When you immerse yourself in wild Nature and drop your defenses of fear, anxiety and perhaps internalized nature-averse cultural stories, strange things can happen. Boundaries become blurred, perceptions shift, perceived alienations become opportunities for deep affiliation. Even the demarcation between life and death becomes indistinct. This happened to me. Spending a prolonged time deeply immersed in and in reciprocal relationship with so many diverse natural beings, my awareness became sharpened, senses attentive and alive, perceptions crisp and clear. Where previously, I always saw life and death as discrete entities, this was not so in the natural world.

I dwelled in a world of eagles soaring on updrafts, light rain falling from grey clouds caressing the sage that embroidered the hillside, orange and rusty brown leaves composting on the forest floor giving rise to an incredible array of wild mushrooms. Aspen leaves trembled in the afternoon breeze, the river’s current visibly moving ever onward, a startled mule deer darting into the forest. Wildflowers – some still blooming – others having transformed into the dry stalks that will provide nutrients for the next generation. And on and on it goes, without beginning or end. One unbroken continuum of life and death, the two phenomena forever yoked to each other in a sublime and eternal dance that is Nature.

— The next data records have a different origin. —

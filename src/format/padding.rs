/*
 * SPDX-FileCopyrightText: 2024-2026 bootpatch contributors
 * SPDX-License-Identifier: GPL-3.0-only
 */

use num_traits::PrimInt;

/// Calculate the amount of padding that needs to be added to align the
/// specified offset to a boundary.
pub fn calc<N: PrimInt>(offset: N, alignment: N) -> N {
    let r = offset % alignment;
    if r == N::zero() {
        N::zero()
    } else {
        alignment - r
    }
}

/// Round to the next multiple of the alignment.
pub fn round<N: PrimInt>(offset: N, alignment: N) -> Option<N> {
    let remain = calc(offset, alignment);
    offset.checked_add(&remain)
}
//! Question entity model.

use qna_core::types::{DbId, Timestamp};
use serde::Serialize;
use sqlx::FromRow;

/// A question row from the `questions` table.
#[derive(Debug, Clone, PartialEq, Eq, FromRow, Serialize)]
pub struct Question {
    pub id: DbId,
    pub title: String,
    pub body: String,
    pub user_id: DbId,
    pub created_at: Timestamp,
    pub updated_at: Timestamp,
}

All these beings and all these ecological processes – growth, becoming, allowing, nurturing, being, transforming – implanted themselves into my psyche and even into my body. I realized that life and death were all around and it was impossible to distinguish between the two – living and dying are one ongoing concurrent process! Guided by this growing realization – an awakening fostered by my surroundings, I needed to look no further than my own body to deepen this even further. As I sat in the forest or on the hillside or in the meadow or lay under the bewildering maze of stars we call the Milky Way, I felt and knew deeply that life and death are happening to me right here, right now. Millions of cells in my body are dying in each moment while millions of cells are simultaneously being born. It’s all right here. My body is my home – the temple of my spirit. Nature/Earth is also my home – a home that I share with all other beings – the temple of the Great Spirit.

In order for something new to emerge, to be born and to grow, something else has to die. That is the way of Nature. I saw, smelled, tasted, touched and felt this truth directly all around me, unmediated. Amidst the rotting compost of the recent leaf fall, amongst the brown dead grasses on the hillside, mushrooms and new plant growth were emerging. So it is, I realized with myself. For my true and conscious elder self to emerge I had to let go of my attachment to my former selves. They had to become compost and fertilizer, providing the life-giving nutrients for my nascent elder self to grow.

I feel that the Nature-disconnected environments we have created (like cities, where over half of humanity lives) fail to support our most authentic selves – what I sometimes call our “ecological self”. For me, wild Nature is the healing environment that bests supports my journey of growth and expanding awareness. I have now made a personal pledge to undertake a vison quest each year – to nurture and foster my truly authentic self.

Let us all use our remaining decades to become who we truly are and thereby heal ourselves and this beautiful and wondrous Earth.